Abstract

Nicotine is the psychoactive substance responsible for tobacco dependence; smokers adjust their cigarette consumption to maintain brain nicotine levels. In humans, 70 to 80% of nicotine is metabolized to the inactive metabolite cotinine by the enzyme CYP2A6. CYP2A6 can also activate tobacco smoke procarcinogens [e.g., NNK, 4-(methylnitrosamino)-1-(3-pyridyl)-1-butanone]. In initial studies we found that there was an under-representation of individuals carrying defective CYP2A6 alleles in a tobacco-dependent population, and that among smokers, those with deficient nicotine metabolism smoked fewer cigarettes.

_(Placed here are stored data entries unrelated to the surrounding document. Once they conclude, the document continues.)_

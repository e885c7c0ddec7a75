//! HTTP fetcher implementation
//!
//! This module handles all HTTP requests for the ingester, including:
//! - Building HTTP clients with proper user agent strings and a request deadline
//! - Resolving site-relative hrefs against the configured base URL
//! - GET requests for HTML pages and binary assets
//! - Error classification (transport failure vs. non-success status)
//!
//! Failures are never retried; the caller aborts the run.

use crate::config::{Config, UserAgentConfig};
use crate::{CrawlerError, Result};
use reqwest::{Client, Response};
use std::time::Duration;
use url::Url;

/// An HTML page fetched successfully
#[derive(Debug, Clone)]
pub struct FetchedPage {
    /// Final URL after redirects
    pub url: String,
    pub status_code: u16,
    pub content_type: String,
    pub body: String,
}

/// A binary resource (cover image) fetched successfully
#[derive(Debug, Clone)]
pub struct FetchedBinary {
    pub url: String,
    pub content_type: String,
    pub bytes: Vec<u8>,
}

/// Builds an HTTP client with proper configuration
///
/// # Example
///
/// ```no_run
/// use novel_ripple::config::UserAgentConfig;
/// use novel_ripple::crawler::build_http_client;
/// use std::time::Duration;
///
/// let config = UserAgentConfig {
///     crawler_name: "NovelRipple".to_string(),
///     crawler_version: "1.0".to_string(),
///     contact_url: "https://example.com/about".to_string(),
///     contact_email: "admin@example.com".to_string(),
/// };
///
/// let client = build_http_client(&config, Duration::from_secs(50)).unwrap();
/// ```
pub fn build_http_client(
    config: &UserAgentConfig,
    timeout: Duration,
) -> std::result::Result<Client, reqwest::Error> {
    // Format: CrawlerName/Version (+ContactURL; ContactEmail)
    let user_agent = format!(
        "{}/{} (+{}; {})",
        config.crawler_name, config.crawler_version, config.contact_url, config.contact_email
    );

    Client::builder()
        .user_agent(user_agent)
        .timeout(timeout)
        .connect_timeout(timeout.min(Duration::from_secs(10)))
        .gzip(true)
        .brotli(true)
        .build()
}

/// Fetches pages of one site
///
/// Every href handed to the fetcher may be site-relative (`/my-novel.html`)
/// or absolute; both are resolved against the base URL.
#[derive(Debug, Clone)]
pub struct Fetcher {
    client: Client,
    base_url: Url,
}

impl Fetcher {
    pub fn new(client: Client, base_url: Url) -> Self {
        Self { client, base_url }
    }

    /// Builds the fetcher described by the `[source]` and `[user-agent]` sections
    pub fn from_config(config: &Config) -> Result<Self> {
        let timeout = Duration::from_millis(config.source.request_timeout_ms);
        let client = build_http_client(&config.user_agent, timeout)?;
        let base_url = Url::parse(&config.source.base_url)?;
        Ok(Self::new(client, base_url))
    }

    /// Resolves an href against the base URL
    pub fn resolve(&self, href: &str) -> Result<Url> {
        Ok(self.base_url.join(href.trim())?)
    }

    /// Fetches an HTML page
    pub async fn fetch_page(&self, href: &str) -> Result<FetchedPage> {
        let (url, response) = self.send(href).await?;
        let status_code = response.status().as_u16();
        let content_type = content_type_of(&response);

        let body = response.text().await.map_err(|source| CrawlerError::Fetch {
            url: url.to_string(),
            source,
        })?;

        Ok(FetchedPage {
            url: url.to_string(),
            status_code,
            content_type,
            body,
        })
    }

    /// Fetches a binary resource, keeping its content type
    pub async fn fetch_binary(&self, href: &str) -> Result<FetchedBinary> {
        let (url, response) = self.send(href).await?;
        let content_type = content_type_of(&response);

        let bytes = response.bytes().await.map_err(|source| CrawlerError::Fetch {
            url: url.to_string(),
            source,
        })?;

        Ok(FetchedBinary {
            url: url.to_string(),
            content_type,
            bytes: bytes.to_vec(),
        })
    }

    async fn send(&self, href: &str) -> Result<(Url, Response)> {
        let url = self.resolve(href)?;
        tracing::debug!("GET {}", url);

        let response = self
            .client
            .get(url.clone())
            .send()
            .await
            .map_err(|source| CrawlerError::Fetch {
                url: url.to_string(),
                source,
            })?;

        let status = response.status();
        if !status.is_success() {
            return Err(CrawlerError::HttpStatus {
                url: url.to_string(),
                status: status.as_u16(),
            });
        }

        Ok((url, response))
    }
}

fn content_type_of(response: &Response) -> String {
    response
        .headers()
        .get(reqwest::header::CONTENT_TYPE)
        .and_then(|v| v.to_str().ok())
        .unwrap_or("application/octet-stream")
        .to_string()
}
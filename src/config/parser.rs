use crate::config::types::Config;
use crate::config::validation::validate;
use crate::ConfigError;
use sha2::{Digest, Sha256};
use std::path::Path;

/// Loads and parses a configuration file from the given path
///
/// # Arguments
///
/// * `path` - Path to the TOML configuration file
///
/// # Returns
///
/// * `Ok(Config)` - Successfully loaded and validated configuration
/// * `Err(ConfigError)` - Failed to load, parse, or validate the configuration
pub fn load_config(path: &Path) -> Result<Config, ConfigError> {
    let content = std::fs::read_to_string(path)?;
    let config: Config = toml::from_str(&content)?;
    validate(&config)?;
    Ok(config)
}

/// Computes a SHA-256 hash of the configuration file content
///
/// Each ingestion run records this hash so runs can be traced back to the
/// configuration that produced them.
pub fn compute_config_hash(path: &Path) -> Result<String, ConfigError> {
    let content = std::fs::read_to_string(path)?;
    let mut hasher = Sha256::new();
    hasher.update(content.as_bytes());
    Ok(hex::encode(hasher.finalize()))
}

/// Loads a configuration and returns both the config and its hash
pub fn load_config_with_hash(path: &Path) -> Result<(Config, String), ConfigError> {
    let config = load_config(path)?;
    let hash = compute_config_hash(path)?;
    Ok((config, hash))
}
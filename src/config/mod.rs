//! Configuration module for Novel-Ripple
//!
//! This module handles loading, parsing, and validating TOML configuration files.
//!
//! # Example
//!
//! ```no_run
//! use novel_ripple::config::load_config;
//! use std::path::Path;
//!
//! let config = load_config(Path::new("config.toml")).unwrap();
//! println!("Walking {} listing pages", config.source.page_count);
//! ```

mod parser;
mod types;
mod validation;

// Re-export types
pub use types::{
    Config, CoverConfig, CoverMode, CrawlerConfig, SourceConfig, StorageConfig, UserAgentConfig,
};

// Re-export parser functions
pub use parser::{compute_config_hash, load_config, load_config_with_hash};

We have since reproduced this data in a prospective smoking study (400 male and female, heavy and light smokers) examining the role of the CYP2A6 genotype on carbon monoxide levels, plasma and urine nicotine and cotinine levels, and cigarette counts. We have also recently identified deletion and duplication variants in the CYP2A6 gene locus and have examined their impact on smoking. These data provide the impetus to examine how inhibition of CYP2A6 activity might be useful in a therapeutic context. Both kinetic and behavioral experiments in human smokers demonstrated that inhibiting CYP2A6 in vivo decreased nicotine metabolism and smoking behavior. This article summarizes the preliminary results from our studies.